International in outlook, the event will include a digital platform to accommodate collectors unable to travel. It has teamed up with Arturo Galansino, director of the Palazzo Strozzi in Florence; as guest curator of a themed online exhibition, Galansino has invited each exhibitor to submit works on the theme of ‘Revolution and Renewal’, resulting in an oblique historical meditation on the tumult of the last year. Galansino underscores that the relationship between museums and events such as LAW is ‘a source of research and discovery for institutions’.

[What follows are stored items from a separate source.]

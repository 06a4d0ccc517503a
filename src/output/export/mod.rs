//! Data export for polarization curves
//!
//! Currently CSV only. The exported file carries one row per curve point
//! with every voltage term, so the full loss breakdown can be re-analyzed
//! in external tools without re-running the model.

pub mod csv;

pub use csv::{export_polarization_csv, CsvConfig, CsvMetadata};
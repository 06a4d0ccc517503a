//! Curve points and the polarization-curve result container
//!
//! A sweep produces one [`CurvePoint`] per current-density sample, collected
//! in order inside a [`PolarizationCurve`]. The curve is the sole contract
//! with the reporting/plotting collaborators: it exposes numeric columns and
//! a small set of analysis helpers, nothing renderer-specific.

use nalgebra::DVector;
use std::collections::HashMap;

// =================================================================================================
// Curve Point
// =================================================================================================

/// All voltage quantities computed at one current-density sample.
///
/// Losses are magnitudes (≥ 0) subtracted from the Nernst voltage; the cell
/// voltage is clamped to ≥ 0 and the power density is voltage × current.
#[derive(Debug, Clone, Copy, PartialEq)]
pub struct CurvePoint {
    /// Sampled current density i \[A/cm²\]
    pub current_density: f64,

    /// Open-circuit (Nernst) voltage \[V\]; independent of i
    pub nernst_voltage: f64,

    /// Activation overpotential \[V\] (electrode kinetics, dominant at low i)
    pub activation_loss: f64,

    /// Ohmic overpotential \[V\] (membrane and contact resistance, linear in i)
    pub ohmic_loss: f64,

    /// Concentration overpotential \[V\] (mass transport, dominant near i_lim)
    pub concentration_loss: f64,

    /// Net cell voltage \[V\]: max(0, nernst − activation − ohmic − concentration)
    pub cell_voltage: f64,

    /// Power density \[W/cm²\]: cell_voltage × current_density
    pub power_density: f64,
}

impl CurvePoint {
    /// Sum of the three overpotential magnitudes \[V\]
    pub fn total_loss(&self) -> f64 {
        self.activation_loss + self.ohmic_loss + self.concentration_loss
    }
}

// =================================================================================================
// Polarization Curve
// =================================================================================================

/// Ordered sequence of curve points from one sweep, plus run metadata.
///
/// The point order matches the input sample order exactly: no reordering,
/// no dropped points. Metadata is free-form string pairs attached by the
/// sweep driver (sample count, limiting current, execution mode, ...) for
/// diagnostics and reproducibility.
#[derive(Debug, Clone)]
pub struct PolarizationCurve {
    /// Computed points, in input-sample order
    points: Vec<CurvePoint>,

    /// Diagnostic metadata attached by the sweep driver
    metadata: HashMap<String, String>,
}

impl PolarizationCurve {
    /// Create a curve from computed points.
    pub fn new(points: Vec<CurvePoint>) -> Self {
        Self {
            points,
            metadata: HashMap::new(),
        }
    }

    /// Number of points in the curve.
    pub fn len(&self) -> usize {
        self.points.len()
    }

    /// Check emptiness.
    pub fn is_empty(&self) -> bool {
        self.points.is_empty()
    }

    /// All points, in input-sample order.
    pub fn points(&self) -> &[CurvePoint] {
        &self.points
    }

    /// Iterate over points in order.
    pub fn iter(&self) -> std::slice::Iter<'_, CurvePoint> {
        self.points.iter()
    }

    // ====================================== Metadata ======================================

    /// Attach a metadata entry.
    pub fn add_metadata(&mut self, key: &str, value: &str) {
        self.metadata.insert(key.to_string(), value.to_string());
    }

    /// Read a metadata entry.
    pub fn metadata(&self, key: &str) -> Option<&String> {
        self.metadata.get(key)
    }

    // ==================================== Column views ====================================

    /// Sampled current densities \[A/cm²\] as a vector.
    pub fn current_densities(&self) -> DVector<f64> {
        self.column(|p| p.current_density)
    }

    /// Net cell voltages \[V\] as a vector.
    pub fn cell_voltages(&self) -> DVector<f64> {
        self.column(|p| p.cell_voltage)
    }

    /// Power densities \[W/cm²\] as a vector.
    pub fn power_densities(&self) -> DVector<f64> {
        self.column(|p| p.power_density)
    }

    /// Activation losses \[V\] as a vector.
    pub fn activation_losses(&self) -> DVector<f64> {
        self.column(|p| p.activation_loss)
    }

    /// Ohmic losses \[V\] as a vector.
    pub fn ohmic_losses(&self) -> DVector<f64> {
        self.column(|p| p.ohmic_loss)
    }

    /// Concentration losses \[V\] as a vector.
    pub fn concentration_losses(&self) -> DVector<f64> {
        self.column(|p| p.concentration_loss)
    }

    fn column<F>(&self, f: F) -> DVector<f64>
    where
        F: Fn(&CurvePoint) -> f64,
    {
        DVector::from_iterator(self.points.len(), self.points.iter().map(f))
    }

    // ====================================== Analysis ======================================

    /// The point of maximum power density, if the curve is non-empty.
    ///
    /// Comparison uses the IEEE total order, so a caller-built curve with a
    /// non-finite field never panics here. Sweep-produced curves only
    /// contain finite values.
    pub fn peak_power(&self) -> Option<&CurvePoint> {
        self.points
            .iter()
            .max_by(|a, b| a.power_density.total_cmp(&b.power_density))
    }

    /// The point whose current density is closest to `target` \[A/cm²\].
    ///
    /// Used by the reporting layer for loss breakdowns at a nominal
    /// operating point (e.g. 1.0 A/cm²). NaN distances sort last under the
    /// total order, so points with a NaN current density are never selected.
    pub fn nearest(&self, target: f64) -> Option<&CurvePoint> {
        self.points.iter().min_by(|a, b| {
            (a.current_density - target)
                .abs()
                .total_cmp(&(b.current_density - target).abs())
        })
    }
}

// =================================================================================================
// Tests
// =================================================================================================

(c. 1560), Jacopo Tintoretti.

Portrait of a Young Man (c. 1560), Jacopo Tintoretti. Benappi Fine Art at London Art Week

Still, it’s the prospect of seeing – and exhibiting – artwork in the flesh that will surely prove most enticing for collectors, casual visitors and dealers alike. Ongpin’s own display is something of a greatest hits compilation, spanning from the 16th century to pieces by 20th-century artists Sam Szafran and Avigdor Arikha. As ever, discoveries abound – Benappi unveils a lost portrait by Tintoretto, dating to around 1560 and revealing the artist moving beyond the influence of Titian to a simpler, more idiosyncratic style. Munich-based stalwart Georg Laue, meanwhile, has unearthed a bronze medallion by Georg Schweigger, part of a famous set of 1638 made to commemorate 16th-century luminaries, among them Erasmus, Martin Luther and John Calvin; the discovery depicts the pastor Ulrich Zwingli, a leader of the Reformation in Switzerland.

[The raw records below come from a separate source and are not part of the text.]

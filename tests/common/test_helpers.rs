//! Helper functions for integration tests

use pemfc_rs::model::PolarizationModel;
use pemfc_rs::physics::OperatingConfiguration;

/// Typical 80 °C PEM configuration used across the integration tests.
///
/// Matches the concrete scenario from published experimental PEM data:
/// reference voltage 1.229 V, temperature 353.15 K, moderate kinetic and
/// resistance parameters, limiting current density 2.0 A/cm².
pub fn typical_configuration() -> OperatingConfiguration {
    OperatingConfiguration::default()
}

/// Ready-to-use model over the typical configuration.
pub fn typical_model() -> PolarizationModel {
    PolarizationModel::new(typical_configuration()).expect("typical configuration is valid")
}

/// Relative error |actual − expected| / |expected|
pub fn relative_error(actual: f64, expected: f64) -> f64 {
    if expected == 0.0 {
        actual.abs()
    } else {
        (actual - expected).abs() / expected.abs()
    }
}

A reliquary chasse with Christ in Majesty (c. 1200), France.

A reliquary chasse with Christ in Majesty (c. 1200), France. Sam Fogg at London Art Week

There are, as ever, a number of intriguing themed shows. Sam Fogg focuses on devotional objects of the medieval altar, such as reliquaries, chasses, chalices and incense burners. Tomasso is teaming up with Galerie Chenel – a first-time exhibitor from Paris – to present ‘Baroque: Ancient to Early Modern’, a lively comparison of classical statuary with works of the 17th–18th centuries. Another new exhibitor, Elliott Fine Art, offers a globe-trotting display of portraits from 1800–1950; most intriguing here is the portrait of 1939 by the Belgian artist Clément Serneels of the wife of Chief Rwampungu, the most powerful Tutsi noblewoman in Kigali province, Rwanda. The painting is a fine exercise in texture, the vivid modelling of the sitter’s features offset by the brushy outlining of her shawl. But it’s also one of what Elliott calls ‘only a small handful of portraits of Central African sitters over the first half of the 20th century’ for which ‘we know anything about the biography of those depicted’. Giving young dealers like Elliott a platform on which they can show off such rare finds is, Ongpin tells me, what sets LAW apart. What a pleasure that they’re now able to do so in person.

(1939), Clément Serneels.

Portrait of Chief Rwampungu’s Wife (1939), Clément Serneels. Elliott Fine Art at London Art Week

London Art Week is at various venues in Mayfair and St James’s from 2–16 July.